Pas nécessairement par calcul conscient.
C’était parfois plus subtil.
Ils ajustaient leur discours à mesure qu’ils comprenaient ce qui semblait compter pour moi. Ils devenaient soudainement plus romantiques lorsque je parlais de profondeur, plus libres lorsque je défendais l’indépendance, plus ambitieux si le travail entrait dans la conversation. Ils se disaient sensibles mais pas fragiles, protecteurs mais pas possessifs, confiants sans être arrogants.
Tout était parfaitement dosé.
Trop parfaitement.
Il suffisait parfois de déplacer légèrement la conversation pour voir apparaître autre chose. Un désir plus direct. Une attente moins noble. Une contradiction entre la personne décrite et celle qui commençait à se révéler.
Je ne leur reprochais pas d’avoir des désirs.
Je leur reprochais parfois de ne pas les assumer.
Il y avait une étrange hypocrisie dans certaines rencontres modernes. Tout le monde prétendait valoriser l’honnêteté, mais chacun craignait que la sienne le prive de ce qu’il voulait obtenir.
Alors on adaptait.
On enrobait.
On disait rechercher une connexion lorsqu’on voulait seulement du désir. On se prétendait ouvert à une relation sérieuse pour ne fermer aucune porte. On affirmait ne rien attendre, tout en se vexant si l’autre faisait preuve de la même liberté.
Certains hommes ne cherchaient pas tellement à me connaître.
Ils cherchaient la combinaison correcte.
Les bons mots dans le bon ordre.
L’attention suffisante pour paraître intéressés, mais pas assez pour sembler acquis.
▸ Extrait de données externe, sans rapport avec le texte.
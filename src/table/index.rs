//! Two-level block index for constant-time class lookups.
//!
//! The scalar range is cut into 256-value blocks. Identical blocks are
//! stored once, and a per-block index points at the shared copy. Most of
//! the code space is unassigned or uniformly `Other`, so only a few dozen
//! distinct blocks exist in practice.

use std::collections::HashMap;

use crate::class::BreakClass;
use crate::table::{ClassRange, MAX_SCALAR};

const BLOCK_SHIFT: u32 = 8;
const BLOCK_LEN: usize = 1 << BLOCK_SHIFT;
const BLOCK_MASK: usize = BLOCK_LEN - 1;
const BLOCK_COUNT: usize = (MAX_SCALAR as usize + 1) >> BLOCK_SHIFT;

pub(crate) struct BlockIndex {
    index: Box<[u16]>,
    blocks: Box<[BreakClass]>,
}

impl BlockIndex {
    /// Build the index from sorted, disjoint ranges.
    pub(crate) fn build(ranges: &[ClassRange]) -> Self {
        let mut index = Vec::with_capacity(BLOCK_COUNT);
        let mut blocks: Vec<BreakClass> = Vec::new();
        let mut seen: HashMap<[BreakClass; BLOCK_LEN], u16> = HashMap::new();
        let mut next = 0;

        for block_no in 0..BLOCK_COUNT {
            let base = (block_no << BLOCK_SHIFT) as u32;
            let last = base + BLOCK_MASK as u32;

            while next < ranges.len() && ranges[next].end < base {
                next += 1;
            }

            let mut block = [BreakClass::Other; BLOCK_LEN];
            for range in ranges[next..].iter().take_while(|r| r.start <= last) {
                let lo = (range.start.max(base) - base) as usize;
                let hi = (range.end.min(last) - base) as usize;
                block[lo..=hi].fill(range.class);
            }

            let id = *seen.entry(block).or_insert_with(|| {
                let id = (blocks.len() / BLOCK_LEN) as u16;
                blocks.extend_from_slice(&block);
                id
            });
            index.push(id);
        }

        Self {
            index: index.into_boxed_slice(),
            blocks: blocks.into_boxed_slice(),
        }
    }

    #[inline]
    pub(crate) fn get(&self, scalar: u32) -> BreakClass {
        if scalar > MAX_SCALAR {
            return BreakClass::Other;
        }
        let block = usize::from(self.index[(scalar >> BLOCK_SHIFT) as usize]);
        self.blocks[(block << BLOCK_SHIFT) | (scalar as usize & BLOCK_MASK)]
    }

    /// Number of distinct blocks stored.
    pub(crate) fn block_count(&self) -> usize {
        self.blocks.len() / BLOCK_LEN
    }
}

#[cfg(test)]
mod tests {
    use super::*;

    #[test]
    fn empty_ranges_share_one_block() {
        let index = BlockIndex::build(&[]);
        assert_eq!(index.block_count(), 1);
        assert_eq!(index.get(0), BreakClass::Other);
        assert_eq!(index.get(MAX_SCALAR), BreakClass::Other);
        assert_eq!(index.get(u32::MAX), BreakClass::Other);
    }

    #[test]
    fn ranges_spanning_block_edges() {
        let ranges = [
            ClassRange::new(0x00FE, 0x0101, BreakClass::Extend),
            ClassRange::new(0x0200, 0x05FF, BreakClass::Control),
            ClassRange::new(0x10_FFFF, 0x10_FFFF, BreakClass::L),
        ];
        let index = BlockIndex::build(&ranges);

        assert_eq!(index.get(0x00FD), BreakClass::Other);
        assert_eq!(index.get(0x00FE), BreakClass::Extend);
        assert_eq!(index.get(0x0100), BreakClass::Extend);
        assert_eq!(index.get(0x0101), BreakClass::Extend);
        assert_eq!(index.get(0x0102), BreakClass::Other);
        assert_eq!(index.get(0x01FF), BreakClass::Other);
        assert_eq!(index.get(0x0200), BreakClass::Control);
        assert_eq!(index.get(0x0400), BreakClass::Control);
        assert_eq!(index.get(0x05FF), BreakClass::Control);
        assert_eq!(index.get(0x0600), BreakClass::Other);
        assert_eq!(index.get(0x10_FFFE), BreakClass::Other);
        assert_eq!(index.get(0x10_FFFF), BreakClass::L);

        // Blocks 0x02..=0x05 are all Control and must be stored once.
        // Distinct: Other, tail of 0x00, head of 0x01, Control, last block.
        assert_eq!(index.block_count(), 5);
    }

    #[test]
    fn many_ranges_in_one_block() {
        let ranges: Vec<_> = (0..16u32)
            .map(|i| ClassRange::new(0xAC00 + i * 4, 0xAC00 + i * 4 + 1, BreakClass::LV))
            .collect();
        let index = BlockIndex::build(&ranges);
        for i in 0..16u32 {
            let at = 0xAC00 + i * 4;
            assert_eq!(index.get(at), BreakClass::LV);
            assert_eq!(index.get(at + 1), BreakClass::LV);
            assert_eq!(index.get(at + 2), BreakClass::Other);
            assert_eq!(index.get(at + 3), BreakClass::Other);
        }
    }
}
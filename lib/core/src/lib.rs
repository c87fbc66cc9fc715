//! Core domain types and utilities for neurochat.
//!
//! This crate provides the foundational types shared by the gateway, the
//! conversation orchestrator and the web UI: the fixed brain-region
//! catalogue, the difficulty level, strongly-typed IDs and the error
//! handling foundation.

pub mod difficulty;
pub mod error;
pub mod id;
pub mod region;

pub use difficulty::{Difficulty, DifficultyError};
pub use error::Result;
pub use id::{MessageId, ParseIdError, SessionId};
pub use region::{REGIONS, Region};
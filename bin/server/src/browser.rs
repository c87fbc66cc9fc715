//! Browser helpers for saving and sharing transcripts.
//!
//! Each helper is a no-op failure when rendered on the server.

/// Offers `text` as a file download named `filename`.
///
/// # Errors
///
/// Returns a description of the DOM call that failed.
#[cfg(feature = "hydrate")]
pub fn download_text(filename: &str, text: &str) -> Result<(), String> {
    use wasm_bindgen::{JsCast, JsValue};

    let window = web_sys::window().ok_or("no window".to_string())?;
    let document = window.document().ok_or("no document".to_string())?;

    let parts = js_sys::Array::of1(&JsValue::from_str(text));
    let options = web_sys::BlobPropertyBag::new();
    options.set_type("text/plain");
    let blob = web_sys::Blob::new_with_str_sequence_and_options(&parts, &options)
        .map_err(|_| "blob: failed to create".to_string())?;

    let url = web_sys::Url::create_object_url_with_blob(&blob)
        .map_err(|_| "url: create_object_url failed".to_string())?;

    let anchor = document
        .create_element("a")
        .map_err(|_| "document: create_element failed".to_string())?
        .dyn_into::<web_sys::HtmlAnchorElement>()
        .map_err(|_| "document: anchor cast failed".to_string())?;

    anchor.set_href(&url);
    anchor.set_download(filename);
    anchor.click();

    let _ = web_sys::Url::revoke_object_url(&url);
    Ok(())
}

#[cfg(not(feature = "hydrate"))]
pub fn download_text(_filename: &str, _text: &str) -> Result<(), String> {
    Err("downloads need a browser".to_string())
}

/// Writes `text` to the system clipboard.
///
/// # Errors
///
/// Returns an error if there is no window or the clipboard rejects the write.
#[cfg(feature = "hydrate")]
pub async fn copy_text(text: &str) -> Result<(), String> {
    let window = web_sys::window().ok_or("no window".to_string())?;
    let clipboard = window.navigator().clipboard();
    wasm_bindgen_futures::JsFuture::from(clipboard.write_text(text))
        .await
        .map(|_| ())
        .map_err(|e| format!("clipboard: {:?}", e))
}

#[cfg(not(feature = "hydrate"))]
pub async fn copy_text(_text: &str) -> Result<(), String> {
    Err("clipboard needs a browser".to_string())
}

/// Shows a blocking alert.
pub fn alert(message: &str) {
    #[cfg(feature = "hydrate")]
    {
        if let Some(window) = web_sys::window() {
            let _ = window.alert_with_message(message);
        }
    }
    #[cfg(not(feature = "hydrate"))]
    {
        let _ = message;
    }
}
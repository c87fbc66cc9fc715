//! Wire types shared by the completion endpoint and the browser transport.

use serde::{Deserialize, Serialize};

/// Successful completion body.
#[derive(Clone, Debug, PartialEq, Eq, Serialize, Deserialize)]
pub struct CompletionResponse {
    pub completion: String,
}

/// Error body. The message is user-safe and never carries provider detail.
#[derive(Clone, Debug, PartialEq, Eq, Serialize, Deserialize)]
pub struct CompletionErrorBody {
    pub error: String,
}
//! Error types for the completion endpoint.

use crate::types::CompletionErrorBody;
use axum::{
    Json,
    http::StatusCode,
    response::{IntoResponse, Response},
};
use std::fmt;

/// User-safe message returned for every provider failure.
pub const COMPLETION_FAILED: &str = "Failed to generate completion";

/// Completion endpoint errors.
#[derive(Debug)]
pub enum CompletionError {
    /// The gateway could not produce a completion.
    Gateway { region: String, details: String },
}

impl fmt::Display for CompletionError {
    fn fmt(&self, f: &mut fmt::Formatter<'_>) -> fmt::Result {
        match self {
            Self::Gateway { region, details } => {
                write!(f, "completion for '{}' failed: {}", region, details)
            }
        }
    }
}

impl std::error::Error for CompletionError {}

impl IntoResponse for CompletionError {
    fn into_response(self) -> Response {
        let (status, message) = match &self {
            Self::Gateway { region, details } => {
                tracing::error!(region = %region, error = %details, "completion request failed");
                (StatusCode::INTERNAL_SERVER_ERROR, COMPLETION_FAILED)
            }
        };

        (
            status,
            Json(CompletionErrorBody {
                error: message.to_string(),
            }),
        )
            .into_response()
    }
}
Un compliment sur mon intelligence avant celui sur mon physique. Une question personnelle, suivie d’une confidence calculée pour créer l’impression d’une intimité naissante.
Le plus troublant était que ces méthodes fonctionnaient parfois.
Pas parce que les femmes étaient naïves.
Parce que nous avions tous envie, à certains moments, de croire que quelqu’un nous voyait réellement.
L’attention bien imitée ressemble beaucoup à l’attention sincère durant les premiers jours.
La différence n’apparaît qu’avec le temps.
Les conversations finissaient parfois par devenir suffisamment plaisantes pour justifier une rencontre.
Je ne redoutais pas ce passage au réel.
Au contraire.
Le virtuel avait ses limites. Une personne pouvait écrire avec aisance et devenir totalement absente une fois assise en face de moi. Une autre pouvait sembler banale par message et révéler une présence captivante.
J’avais besoin de la voix.
Du rythme.
Des gestes.
De tout ce qui échappe à la préparation.
Les premières rencontres avaient longtemps conservé quelque chose d’excitant. La sortie du métro. Les quelques mètres à parcourir avant le lieu choisi. Le regard qui cherche parmi les silhouettes. Cette seconde très précise où l’on comprend que l’autre nous a reconnu.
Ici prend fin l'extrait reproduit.